━━━━━ DATASET CONTENT

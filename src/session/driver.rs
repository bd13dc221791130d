//! The aggregate per-driver record and its lap-boundary state machine.
//!
//! A record lives for one session and composes the stint ledger, the lap
//! snapshot archive, the wear predictor, and two pending-event sequencers
//! (one per pit-exit geometry). All packet-arrival and lap-boundary logic
//! for a single car is orchestrated here; nothing in this module performs
//! I/O or takes locks.

use log::{debug, info, warn};

use crate::packets::{
    CarDamageFragment, CarSetupFragment, CarStatusFragment, DriverFragment,
    FinalClassificationFragment, LapDataFragment, ParticipantFragment, PenaltyFragment,
    PitStatus, SafetyCarStatus, SessionHistoryFragment, SpeedTrapFragment, TyreCompound,
    TyreSetsFragment,
};
use crate::session::fuel::FuelModel;
use crate::session::messages::{RaceCtrlLog, RaceCtrlMessage, WarningPenaltyHistory};
use crate::session::pending::{PendingEventSequencer, SequencerOutcome};
use crate::session::predictor::TyreWearPredictor;
use crate::session::snapshots::{LapSnapshot, LapSnapshotArchive};
use crate::session::stints::{TyreStintLedger, TyreWearPerLap};
use crate::session::{SessionContext, TrackGeometry};

const GRID_CAPTURE_LAP: u32 = 0;
const PROVENANCE_LAP_BOUNDARY: &str = "lap boundary";
const PROVENANCE_GRID_CAPTURE: &str = "grid capture";
const PROVENANCE_TYRE_CHANGE: &str = "tyre change";
const PROVENANCE_LATE_STINT_END: &str = "late end-of-stint wear";

/// Signals a tyre-change commit can be waiting on.
#[derive(Clone, Copy, Debug, PartialEq, Eq)]
pub enum StintSignal {
    LapChange,
    FreshDamage,
}

/// A detected tyre change whose commit is deferred until the sequencer
/// fires.
#[derive(Clone, Debug)]
struct PendingTyreChange {
    fitted_index: u8,
    compound: TyreCompound,
    /// The lap boundary the change straddles, fixed at detection time. The
    /// lap counter can advance again before the last awaited signal lands,
    /// so the commit must not read it.
    boundary_lap: u32,
}

#[derive(Default)]
pub struct DriverRecord {
    pub car_index: u8,

    // identity
    pub(crate) name: Option<String>,
    pub(crate) team: Option<String>,
    pub(crate) race_number: Option<u8>,
    pub(crate) is_ai: Option<bool>,
    pub(crate) telemetry_sharing: Option<bool>,

    // lap timing and position
    pub(crate) current_lap: Option<u32>,
    pub(crate) position: Option<u8>,
    pub(crate) last_lap_time_ms: Option<u32>,
    pub(crate) best_lap_time_ms: Option<u32>,
    pub(crate) best_sector1_time_ms: Option<u32>,
    pub(crate) best_sector2_time_ms: Option<u32>,
    pub(crate) delta_to_car_in_front_ms: Option<u32>,
    pub(crate) delta_to_race_leader_ms: Option<u32>,
    pub(crate) pit_status: PitStatus,
    pub(crate) num_pit_stops: u8,
    pub(crate) top_speed_this_lap_kph: f32,
    pub(crate) top_speed_overall_kph: f32,
    pub(crate) speed_trap_best_kph: Option<f32>,
    pub(crate) speed_trap_best_lap: Option<u32>,
    pub(crate) collisions: u32,
    pub(crate) overtakes: u32,
    pub(crate) position_history: Vec<Option<u8>>,
    pub(crate) finished: bool,

    // latest packet copies, each absent until first received
    pub(crate) latest_lap_data: Option<LapDataFragment>,
    pub(crate) latest_car_damage: Option<CarDamageFragment>,
    pub(crate) latest_car_status: Option<CarStatusFragment>,
    pub(crate) latest_tyre_sets: Option<TyreSetsFragment>,
    pub(crate) latest_session_history: Option<SessionHistoryFragment>,
    pub(crate) latest_car_setup: Option<CarSetupFragment>,
    pub(crate) latest_final_classification: Option<FinalClassificationFragment>,

    // per-lap transient maxima, cleared at every boundary
    pub(crate) max_safety_car_this_lap: SafetyCarStatus,

    // owned sub-records
    pub(crate) stints: TyreStintLedger,
    pub(crate) snapshots: LapSnapshotArchive,
    pub(crate) predictor: TyreWearPredictor,
    pending_pre_line: PendingEventSequencer<StintSignal>,
    pending_post_line: PendingEventSequencer<StintSignal>,
    pending_change: Option<PendingTyreChange>,
    pub(crate) warnings: WarningPenaltyHistory,
    pub(crate) race_ctrl: RaceCtrlLog,
    pub(crate) fuel: FuelModel,
}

━━━━━━━━━━

▶ [WHAT THE EXERCISE ASKS]:
The number of lines containing "SessionHistoryFragment" is all that is wanted; tally them in the data.

▶ [RESPONSE BELOW]:
2